Every record shown here must be duplicated without change.

┌────────

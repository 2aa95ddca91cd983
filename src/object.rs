//! Typed document nodes.
//!
//! A [`SpecObject`] is built from raw JSON data according to its kind's
//! attribute table. Shape problems found while building are recorded on the
//! node instead of aborting; only data that cannot become a node at all is a
//! hard error.

use std::borrow::Cow;
use std::cell::{Ref, RefCell};
use std::fmt;
use std::rc::{Rc, Weak};

use indexmap::IndexMap;
use once_cell::sync::Lazy;
use regex::Regex;
use serde_json::{json, Map, Value};

use crate::context::ReferenceContext;
use crate::document_reference::DocumentReference;
use crate::error::SpecError;
use crate::pointer::JsonPointer;
use crate::property::{ObjectRef, Property, ReferenceRef, Visiting};
use crate::reference::Reference;
use crate::spec::{self, defaults, rules, AttrType, Attributes, Elem, ObjectKind};
use crate::target::ReferenceTarget;
use crate::types::{json_type_name, ref_marker, OpenApiVersion, REF_KEY};

static STATUS_CODE: Lazy<Regex> =
    Lazy::new(|| Regex::new(r"^(?:default|[1-5](?:\d\d|XX))$").expect("status code pattern is valid"));

/// Where a node sits: the root of its document and the pointer to it.
#[derive(Debug, Clone)]
pub struct DocumentPosition {
    pub document: Weak<SpecObject>,
    pub pointer: JsonPointer,
}

impl DocumentPosition {
    pub fn document(&self) -> Option<ObjectRef> {
        self.document.upgrade()
    }
}

/// One node of an OpenAPI document.
pub struct SpecObject {
    kind: ObjectKind,
    version: OpenApiVersion,
    properties: RefCell<IndexMap<String, Property>>,
    /// Defaults fixed at build time (derived from the parent's data).
    defaults: RefCell<IndexMap<String, Property>>,
    /// Build and resolution errors.
    errors: RefCell<Vec<String>>,
    /// Errors of the last `validate()` run.
    rule_errors: RefCell<Vec<String>>,
    position: RefCell<Option<DocumentPosition>>,
    /// `$ref` of a Path Item.
    path_ref: RefCell<Option<ReferenceRef>>,
}

/// Location of a child node inside its parent.
#[derive(Debug, Clone)]
enum Slot {
    Key(String),
    Index(String, usize),
    Entry(String, String),
}

impl Slot {
    fn pointer(&self, base: &JsonPointer) -> JsonPointer {
        match self {
            Slot::Key(key) => base.append(key),
            Slot::Index(key, index) => base.append(key).append(&index.to_string()),
            Slot::Entry(key, entry) => base.append(key).append(entry),
        }
    }
}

└────────

WRITTEN SOLUTION:
repository 2aa95ddca91cd983
filename src/object.rs
//! Typed document nodes.
//!
//! A [`SpecObject`] is built from raw JSON data according to its kind's
//! attribute table. Shape problems found while building are recorded on the
//! node instead of aborting; only data that cannot become a node at all is a
//! hard error.

use std::borrow::Cow;
use std::cell::{Ref, RefCell};
use std::fmt;
use std::rc::{Rc, Weak};

use indexmap::IndexMap;
use once_cell::sync::Lazy;
use regex::Regex;
use serde_json::{json, Map, Value};

use crate::context::ReferenceContext;
use crate::document_reference::DocumentReference;
use crate::error::SpecError;
use crate::pointer::JsonPointer;
use crate::property::{ObjectRef, Property, ReferenceRef, Visiting};
use crate::reference::Reference;
use crate::spec::{self, defaults, rules, AttrType, Attributes, Elem, ObjectKind};
use crate::target::ReferenceTarget;
use crate::types::{json_type_name, ref_marker, OpenApiVersion, REF_KEY};

static STATUS_CODE: Lazy<Regex> =
    Lazy::new(|| Regex::new(r"^(?:default|[1-5](?:\d\d|XX))$").expect("status code pattern is valid"));

/// Where a node sits: the root of its document and the pointer to it.
#[derive(Debug, Clone)]
pub struct DocumentPosition {
    pub document: Weak<SpecObject>,
    pub pointer: JsonPointer,
}

impl DocumentPosition {
    pub fn document(&self) -> Option<ObjectRef> {
        self.document.upgrade()
    }
}

/// One node of an OpenAPI document.
pub struct SpecObject {
    kind: ObjectKind,
    version: OpenApiVersion,
    properties: RefCell<IndexMap<String, Property>>,
    /// Defaults fixed at build time (derived from the parent's data).
    defaults: RefCell<IndexMap<String, Property>>,
    /// Build and resolution errors.
    errors: RefCell<Vec<String>>,
    /// Errors of the last `validate()` run.
    rule_errors: RefCell<Vec<String>>,
    position: RefCell<Option<DocumentPosition>>,
    /// `$ref` of a Path Item.
    path_ref: RefCell<Option<ReferenceRef>>,
}

/// Location of a child node inside its parent.
#[derive(Debug, Clone)]
enum Slot {
    Key(String),
    Index(String, usize),
    Entry(String, String),
}

impl Slot {
    fn pointer(&self, base: &JsonPointer) -> JsonPointer {
        match self {
            Slot::Key(key) => base.append(key),
            Slot::Index(key, index) => base.append(key).append(&index.to_string()),
            Slot::Entry(key, entry) => base.append(key).append(entry),
        }
    }
}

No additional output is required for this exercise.